▶ [HOW TO COMPLETE THIS TASK]: Transcribe the listing below word for word.

--- --- ---

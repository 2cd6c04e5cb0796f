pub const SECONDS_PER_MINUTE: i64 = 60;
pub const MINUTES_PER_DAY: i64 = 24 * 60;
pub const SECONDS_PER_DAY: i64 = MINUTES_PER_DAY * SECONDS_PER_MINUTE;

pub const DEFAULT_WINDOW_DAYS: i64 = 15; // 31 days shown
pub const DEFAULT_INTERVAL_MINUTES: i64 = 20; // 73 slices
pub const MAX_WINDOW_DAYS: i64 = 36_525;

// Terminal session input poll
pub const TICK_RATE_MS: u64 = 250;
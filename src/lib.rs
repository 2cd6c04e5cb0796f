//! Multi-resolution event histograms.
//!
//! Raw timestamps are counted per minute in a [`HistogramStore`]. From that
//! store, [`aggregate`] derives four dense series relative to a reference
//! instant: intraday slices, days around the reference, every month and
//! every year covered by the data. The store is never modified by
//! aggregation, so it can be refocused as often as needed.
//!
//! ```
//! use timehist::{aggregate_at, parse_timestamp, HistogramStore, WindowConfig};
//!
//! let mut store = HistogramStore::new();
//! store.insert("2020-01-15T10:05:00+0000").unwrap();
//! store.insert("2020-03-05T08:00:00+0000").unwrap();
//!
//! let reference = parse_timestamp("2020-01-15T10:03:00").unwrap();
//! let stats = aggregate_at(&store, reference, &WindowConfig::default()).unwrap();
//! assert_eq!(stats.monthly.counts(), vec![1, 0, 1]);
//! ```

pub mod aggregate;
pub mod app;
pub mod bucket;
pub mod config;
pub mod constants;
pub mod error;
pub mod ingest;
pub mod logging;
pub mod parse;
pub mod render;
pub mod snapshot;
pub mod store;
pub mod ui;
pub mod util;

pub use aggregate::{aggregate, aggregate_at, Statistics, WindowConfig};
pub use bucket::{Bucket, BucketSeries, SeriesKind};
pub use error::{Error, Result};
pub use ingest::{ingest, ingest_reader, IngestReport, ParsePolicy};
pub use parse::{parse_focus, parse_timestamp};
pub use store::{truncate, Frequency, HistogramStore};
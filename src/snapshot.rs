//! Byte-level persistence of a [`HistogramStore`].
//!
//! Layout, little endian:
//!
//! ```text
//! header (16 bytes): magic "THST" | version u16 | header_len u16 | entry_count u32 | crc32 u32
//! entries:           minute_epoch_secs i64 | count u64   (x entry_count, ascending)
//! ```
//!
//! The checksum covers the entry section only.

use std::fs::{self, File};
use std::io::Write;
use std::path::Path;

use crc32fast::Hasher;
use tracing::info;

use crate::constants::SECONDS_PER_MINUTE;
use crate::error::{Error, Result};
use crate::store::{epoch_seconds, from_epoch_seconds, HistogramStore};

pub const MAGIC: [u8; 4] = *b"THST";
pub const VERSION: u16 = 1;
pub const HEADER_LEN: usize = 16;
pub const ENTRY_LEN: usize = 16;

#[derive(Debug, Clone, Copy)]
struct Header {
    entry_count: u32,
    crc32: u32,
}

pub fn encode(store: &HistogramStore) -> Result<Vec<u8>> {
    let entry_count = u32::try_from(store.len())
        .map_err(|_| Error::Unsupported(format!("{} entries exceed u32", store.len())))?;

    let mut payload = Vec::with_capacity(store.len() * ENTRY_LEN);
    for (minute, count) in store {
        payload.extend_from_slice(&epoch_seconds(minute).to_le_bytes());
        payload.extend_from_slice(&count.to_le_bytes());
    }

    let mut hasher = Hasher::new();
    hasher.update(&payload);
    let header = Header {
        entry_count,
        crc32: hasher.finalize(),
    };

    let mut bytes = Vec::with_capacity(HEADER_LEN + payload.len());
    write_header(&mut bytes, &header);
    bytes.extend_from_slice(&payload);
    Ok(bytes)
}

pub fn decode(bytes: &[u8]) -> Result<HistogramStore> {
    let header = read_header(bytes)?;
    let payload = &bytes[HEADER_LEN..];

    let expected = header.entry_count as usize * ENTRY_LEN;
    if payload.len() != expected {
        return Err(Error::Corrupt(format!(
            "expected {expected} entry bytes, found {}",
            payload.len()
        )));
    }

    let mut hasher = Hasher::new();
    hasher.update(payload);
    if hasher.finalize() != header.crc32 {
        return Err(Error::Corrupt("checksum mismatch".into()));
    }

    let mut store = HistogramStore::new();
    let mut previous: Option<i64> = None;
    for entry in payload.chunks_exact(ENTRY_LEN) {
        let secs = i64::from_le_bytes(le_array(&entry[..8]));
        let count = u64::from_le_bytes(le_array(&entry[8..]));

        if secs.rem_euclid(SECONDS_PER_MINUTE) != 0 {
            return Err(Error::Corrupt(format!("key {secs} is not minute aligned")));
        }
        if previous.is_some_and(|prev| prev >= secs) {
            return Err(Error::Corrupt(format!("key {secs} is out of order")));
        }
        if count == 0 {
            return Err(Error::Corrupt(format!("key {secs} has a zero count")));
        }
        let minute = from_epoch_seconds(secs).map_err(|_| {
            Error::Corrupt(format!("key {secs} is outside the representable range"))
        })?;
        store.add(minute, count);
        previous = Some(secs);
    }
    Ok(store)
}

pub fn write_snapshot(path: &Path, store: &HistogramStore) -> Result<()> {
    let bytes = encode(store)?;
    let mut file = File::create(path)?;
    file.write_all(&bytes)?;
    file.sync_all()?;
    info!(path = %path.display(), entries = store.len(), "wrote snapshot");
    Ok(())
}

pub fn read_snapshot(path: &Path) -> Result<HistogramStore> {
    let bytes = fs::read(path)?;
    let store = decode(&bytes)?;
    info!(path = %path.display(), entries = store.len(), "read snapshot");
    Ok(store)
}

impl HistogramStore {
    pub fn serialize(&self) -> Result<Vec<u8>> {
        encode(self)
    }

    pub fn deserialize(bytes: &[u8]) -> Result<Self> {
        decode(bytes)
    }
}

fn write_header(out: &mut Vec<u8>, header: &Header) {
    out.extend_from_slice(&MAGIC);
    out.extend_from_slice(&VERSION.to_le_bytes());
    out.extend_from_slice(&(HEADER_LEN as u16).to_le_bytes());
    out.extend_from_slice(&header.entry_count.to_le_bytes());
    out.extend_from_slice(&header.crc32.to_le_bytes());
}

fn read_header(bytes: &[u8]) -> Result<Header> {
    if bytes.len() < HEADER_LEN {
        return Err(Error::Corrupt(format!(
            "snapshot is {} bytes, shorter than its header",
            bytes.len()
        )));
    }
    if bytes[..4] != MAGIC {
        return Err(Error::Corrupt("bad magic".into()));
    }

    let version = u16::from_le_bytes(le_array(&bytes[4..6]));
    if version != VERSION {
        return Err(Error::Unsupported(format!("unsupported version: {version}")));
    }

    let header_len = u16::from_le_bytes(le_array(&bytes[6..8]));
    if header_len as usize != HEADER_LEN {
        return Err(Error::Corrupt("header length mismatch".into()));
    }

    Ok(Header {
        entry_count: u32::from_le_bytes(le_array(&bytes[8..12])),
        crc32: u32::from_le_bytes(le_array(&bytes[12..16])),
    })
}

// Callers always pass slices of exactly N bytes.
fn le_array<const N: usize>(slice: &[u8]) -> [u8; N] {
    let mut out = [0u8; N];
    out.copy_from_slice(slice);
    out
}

--- --- ---

▶ [RESULT OF THE TASK]:
repository 2cd6c04e5cb0796f
pub const SECONDS_PER_MINUTE: i64 = 60;
pub const MINUTES_PER_DAY: i64 = 24 * 60;
pub const SECONDS_PER_DAY: i64 = MINUTES_PER_DAY * SECONDS_PER_MINUTE;

pub const DEFAULT_WINDOW_DAYS: i64 = 15; // 31 days shown
pub const DEFAULT_INTERVAL_MINUTES: i64 = 20; // 73 slices
pub const MAX_WINDOW_DAYS: i64 = 36_525;

// Terminal session input poll
pub const TICK_RATE_MS: u64 = 250;
filename src/lib.rs
repository 2cd6c04e5cb0796f
//! Multi-resolution event histograms.
//!
//! Raw timestamps are counted per minute in a [`HistogramStore`]. From that
//! store, [`aggregate`] derives four dense series relative to a reference
//! instant: intraday slices, days around the reference, every month and
//! every year covered by the data. The store is never modified by
//! aggregation, so it can be refocused as often as needed.
//!
//! ```
//! use timehist::{aggregate_at, parse_timestamp, HistogramStore, WindowConfig};
//!
//! let mut store = HistogramStore::new();
//! store.insert("2020-01-15T10:05:00+0000").unwrap();
//! store.insert("2020-03-05T08:00:00+0000").unwrap();
//!
//! let reference = parse_timestamp("2020-01-15T10:03:00").unwrap();
//! let stats = aggregate_at(&store, reference, &WindowConfig::default()).unwrap();
//! assert_eq!(stats.monthly.counts(), vec![1, 0, 1]);
//! ```

pub mod aggregate;
pub mod app;
pub mod bucket;
pub mod config;
pub mod constants;
pub mod error;
pub mod ingest;
pub mod logging;
pub mod parse;
pub mod render;
pub mod snapshot;
pub mod store;
pub mod ui;
pub mod util;

pub use aggregate::{aggregate, aggregate_at, Statistics, WindowConfig};
pub use bucket::{Bucket, BucketSeries, SeriesKind};
pub use error::{Error, Result};
pub use ingest::{ingest, ingest_reader, IngestReport, ParsePolicy};
pub use parse::{parse_focus, parse_timestamp};
pub use store::{truncate, Frequency, HistogramStore};
filename src/snapshot.rs
//! Byte-level persistence of a [`HistogramStore`].
//!
//! Layout, little endian:
//!
//! ```text
//! header (16 bytes): magic "THST" | version u16 | header_len u16 | entry_count u32 | crc32 u32
//! entries:           minute_epoch_secs i64 | count u64   (x entry_count, ascending)
//! ```
//!
//! The checksum covers the entry section only.

use std::fs::{self, File};
use std::io::Write;
use std::path::Path;

use crc32fast::Hasher;
use tracing::info;

use crate::constants::SECONDS_PER_MINUTE;
use crate::error::{Error, Result};
use crate::store::{epoch_seconds, from_epoch_seconds, HistogramStore};

pub const MAGIC: [u8; 4] = *b"THST";
pub const VERSION: u16 = 1;
pub const HEADER_LEN: usize = 16;
pub const ENTRY_LEN: usize = 16;

#[derive(Debug, Clone, Copy)]
struct Header {
    entry_count: u32,
    crc32: u32,
}

pub fn encode(store: &HistogramStore) -> Result<Vec<u8>> {
    let entry_count = u32::try_from(store.len())
        .map_err(|_| Error::Unsupported(format!("{} entries exceed u32", store.len())))?;

    let mut payload = Vec::with_capacity(store.len() * ENTRY_LEN);
    for (minute, count) in store {
        payload.extend_from_slice(&epoch_seconds(minute).to_le_bytes());
        payload.extend_from_slice(&count.to_le_bytes());
    }

    let mut hasher = Hasher::new();
    hasher.update(&payload);
    let header = Header {
        entry_count,
        crc32: hasher.finalize(),
    };

    let mut bytes = Vec::with_capacity(HEADER_LEN + payload.len());
    write_header(&mut bytes, &header);
    bytes.extend_from_slice(&payload);
    Ok(bytes)
}

pub fn decode(bytes: &[u8]) -> Result<HistogramStore> {
    let header = read_header(bytes)?;
    let payload = &bytes[HEADER_LEN..];

    let expected = header.entry_count as usize * ENTRY_LEN;
    if payload.len() != expected {
        return Err(Error::Corrupt(format!(
            "expected {expected} entry bytes, found {}",
            payload.len()
        )));
    }

    let mut hasher = Hasher::new();
    hasher.update(payload);
    if hasher.finalize() != header.crc32 {
        return Err(Error::Corrupt("checksum mismatch".into()));
    }

    let mut store = HistogramStore::new();
    let mut previous: Option<i64> = None;
    for entry in payload.chunks_exact(ENTRY_LEN) {
        let secs = i64::from_le_bytes(le_array(&entry[..8]));
        let count = u64::from_le_bytes(le_array(&entry[8..]));

        if secs.rem_euclid(SECONDS_PER_MINUTE) != 0 {
            return Err(Error::Corrupt(format!("key {secs} is not minute aligned")));
        }
        if previous.is_some_and(|prev| prev >= secs) {
            return Err(Error::Corrupt(format!("key {secs} is out of order")));
        }
        if count == 0 {
            return Err(Error::Corrupt(format!("key {secs} has a zero count")));
        }
        let minute = from_epoch_seconds(secs).map_err(|_| {
            Error::Corrupt(format!("key {secs} is outside the representable range"))
        })?;
        store.add(minute, count);
        previous = Some(secs);
    }
    Ok(store)
}

pub fn write_snapshot(path: &Path, store: &HistogramStore) -> Result<()> {
    let bytes = encode(store)?;
    let mut file = File::create(path)?;
    file.write_all(&bytes)?;
    file.sync_all()?;
    info!(path = %path.display(), entries = store.len(), "wrote snapshot");
    Ok(())
}

pub fn read_snapshot(path: &Path) -> Result<HistogramStore> {
    let bytes = fs::read(path)?;
    let store = decode(&bytes)?;
    info!(path = %path.display(), entries = store.len(), "read snapshot");
    Ok(store)
}

impl HistogramStore {
    pub fn serialize(&self) -> Result<Vec<u8>> {
        encode(self)
    }

    pub fn deserialize(bytes: &[u8]) -> Result<Self> {
        decode(bytes)
    }
}

fn write_header(out: &mut Vec<u8>, header: &Header) {
    out.extend_from_slice(&MAGIC);
    out.extend_from_slice(&VERSION.to_le_bytes());
    out.extend_from_slice(&(HEADER_LEN as u16).to_le_bytes());
    out.extend_from_slice(&header.entry_count.to_le_bytes());
    out.extend_from_slice(&header.crc32.to_le_bytes());
}

fn read_header(bytes: &[u8]) -> Result<Header> {
    if bytes.len() < HEADER_LEN {
        return Err(Error::Corrupt(format!(
            "snapshot is {} bytes, shorter than its header",
            bytes.len()
        )));
    }
    if bytes[..4] != MAGIC {
        return Err(Error::Corrupt("bad magic".into()));
    }

    let version = u16::from_le_bytes(le_array(&bytes[4..6]));
    if version != VERSION {
        return Err(Error::Unsupported(format!("unsupported version: {version}")));
    }

    let header_len = u16::from_le_bytes(le_array(&bytes[6..8]));
    if header_len as usize != HEADER_LEN {
        return Err(Error::Corrupt("header length mismatch".into()));
    }

    Ok(Header {
        entry_count: u32::from_le_bytes(le_array(&bytes[8..12])),
        crc32: u32::from_le_bytes(le_array(&bytes[12..16])),
    })
}

// Callers always pass slices of exactly N bytes.
fn le_array<const N: usize>(slice: &[u8]) -> [u8; N] {
    let mut out = [0u8; N];
    out.copy_from_slice(slice);
    out
}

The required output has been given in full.